> **Entries shown**:
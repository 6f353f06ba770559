//! CPU-side preparation of the tile draw list and the wgpu texture collaborator.
//!
//! - `geometry`: projection matrices for center-relative pixel space.
//! - `vertex`: vertex/index buffers and per-texture batches from a draw list.
//! - `gpu`: [`WgpuTextureUploader`], the render-thread owner of tile textures.

mod geometry;
mod gpu;
mod vertex;

pub use geometry::{orthographic_off_center, transform_point, viewport_clip_matrix};
pub use gpu::{TileTexture, WgpuTextureUploader};
pub use vertex::{
    DrawBatch, DrawBatches, INDICES_PER_QUAD, TileVertex, VERTICES_PER_QUAD, build_draw_batches,
    quad_vertices,
};

pub type TransformMatrix4x4 = [f32; 16];
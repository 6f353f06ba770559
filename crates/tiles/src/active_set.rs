use std::collections::{BTreeMap, HashMap};

use protocol::TileKey;
use slotmap::{SlotMap, new_key_type};

use crate::{TileError, TileRef};

new_key_type! {
    pub struct TileSlot;
}

#[derive(Debug)]
struct ActiveEntry {
    record: TileRef,
    stamp: u64,
}

/// Resident tiles in most-recently-used order.
///
/// Records live in a slot arena; the key index and the recency map store slots only.
/// Each resident record carries exactly one holder owned by this set.
#[derive(Debug)]
pub struct ActiveSet {
    capacity: usize,
    entries: SlotMap<TileSlot, ActiveEntry>,
    index: HashMap<TileKey, TileSlot>,
    recency: BTreeMap<u64, TileSlot>,
    next_stamp: u64,
}

impl ActiveSet {
    pub fn with_capacity(capacity: usize) -> Self {
        assert!(
            capacity > 0,
            "active set capacity must be greater than zero"
        );
        Self {
            capacity,
            entries: SlotMap::with_capacity_and_key(capacity),
            index: HashMap::with_capacity(capacity),
            recency: BTreeMap::new(),
            next_stamp: 0,
        }
    }

    pub fn capacity(&self) -> usize {
        self.capacity
    }

    pub fn len(&self) -> usize {
        self.entries.len()
    }

    pub fn is_empty(&self) -> bool {
        self.entries.is_empty()
    }

    pub fn is_over_capacity(&self) -> bool {
        self.entries.len() > self.capacity
    }

    pub fn contains(&self, key: &TileKey) -> bool {
        self.index.contains_key(key)
    }

    pub fn find(&self, key: &TileKey) -> Option<&TileRef> {
        let slot = self.index.get(key)?;
        Some(&self.entries[*slot].record)
    }

    /// Takes over the caller's holder on `record` and marks it most recent.
    pub fn insert_front(&mut self, record: TileRef) -> Result<(), TileError> {
        let key = record.key();
        if self.index.contains_key(&key) {
            return Err(TileError::AlreadyResident { key });
        }
        self.index
            .try_reserve(1)
            .map_err(|_| TileError::OutOfMemory {
                structure: "active set index",
            })?;
        let stamp = self.bump_stamp();
        let slot = self.entries.insert(ActiveEntry { record, stamp });
        self.index.insert(key, slot);
        self.recency.insert(stamp, slot);
        Ok(())
    }

    /// Marks `key` most recent. Returns false if it is not resident.
    pub fn move_to_front(&mut self, key: &TileKey) -> bool {
        let Some(slot) = self.index.get(key).copied() else {
            return false;
        };
        let stamp = self.bump_stamp();
        let entry = &mut self.entries[slot];
        self.recency.remove(&entry.stamp);
        entry.stamp = stamp;
        self.recency.insert(stamp, slot);
        true
    }

    /// Removes the least recent record. The set's holder moves to the caller.
    pub fn evict_back(&mut self) -> Option<TileRef> {
        let (_, slot) = self.recency.pop_first()?;
        let entry = self
            .entries
            .remove(slot)
            .expect("active set recency points at a vacant slot");
        self.index.remove(&entry.record.key());
        Some(entry.record)
    }

    /// Records from most to least recent.
    pub fn iter_recent(&self) -> impl Iterator<Item = &TileRef> + '_ {
        self.recency
            .values()
            .rev()
            .map(|slot| &self.entries[*slot].record)
    }

    /// Empties the set, handing every holder to the caller.
    pub fn drain(&mut self) -> Vec<TileRef> {
        self.index.clear();
        self.recency.clear();
        self.entries
            .drain()
            .map(|(_, entry)| entry.record)
            .collect()
    }

    fn bump_stamp(&mut self) -> u64 {
        let stamp = self.next_stamp;
        self.next_stamp = self
            .next_stamp
            .checked_add(1)
            .expect("active set recency stamp overflow");
        stamp
    }
}
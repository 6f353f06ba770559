use protocol::TileKey;
use tracing::debug;

use crate::{ActiveSet, LoadQueue, ReleaseBuffer, TileError};

#[derive(Debug, Clone, Default, PartialEq, Eq)]
pub struct EvictionReport {
    pub evicted: Vec<TileKey>,
    /// Evicted keys that were also pulled out of the load queue.
    pub dequeued: usize,
    /// Protected records rotated back to the front instead of being evicted.
    pub protected_rotations: usize,
}

/// Trims `active` down to its capacity, least recent first.
///
/// Protected tiles are rotated back to the front; the pass stops once every
/// remaining record is protected. An evicted record gives up its load-queue
/// holder (if still queued) before the active set's own holder.
pub fn enforce_capacity(
    active: &mut ActiveSet,
    queue: &LoadQueue,
    releases: &ReleaseBuffer,
) -> Result<EvictionReport, TileError> {
    let mut report = EvictionReport::default();
    let mut protected_streak = 0usize;

    while active.is_over_capacity() {
        let Some(record) = active.evict_back() else {
            break;
        };
        let key = record.key();

        if key.is_protected() {
            active.insert_front(record)?;
            report.protected_rotations += 1;
            protected_streak += 1;
            if protected_streak >= active.len() {
                debug!(
                    resident = active.len(),
                    capacity = active.capacity(),
                    "only protected tiles remain over capacity"
                );
                break;
            }
            continue;
        }
        protected_streak = 0;

        if let Some(queued) = queue.remove(key) {
            releases.release(queued);
            report.dequeued += 1;
        }
        releases.release(record);
        report.evicted.push(key);
    }

    if !report.evicted.is_empty() {
        debug!(
            evicted = report.evicted.len(),
            dequeued = report.dequeued,
            resident = active.len(),
            "evicted least recent tiles"
        );
    }
    Ok(report)
}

> **Directions**: Out of the data above, give again only the lines starting at the one holding "pub fn move_to_front(&mut" and ending at the one holding "to least recent.", unchanged.

> **Solution for this exercise**:
    pub fn move_to_front(&mut self, key: &TileKey) -> bool {
        let Some(slot) = self.index.get(key).copied() else {
            return false;
        };
        let stamp = self.bump_stamp();
        let entry = &mut self.entries[slot];
        self.recency.remove(&entry.stamp);
        entry.stamp = stamp;
        self.recency.insert(stamp, slot);
        true
    }

    /// Removes the least recent record. The set's holder moves to the caller.
    pub fn evict_back(&mut self) -> Option<TileRef> {
        let (_, slot) = self.recency.pop_first()?;
        let entry = self
            .entries
            .remove(slot)
            .expect("active set recency points at a vacant slot");
        self.index.remove(&entry.record.key());
        Some(entry.record)
    }

    /// Records from most to least recent.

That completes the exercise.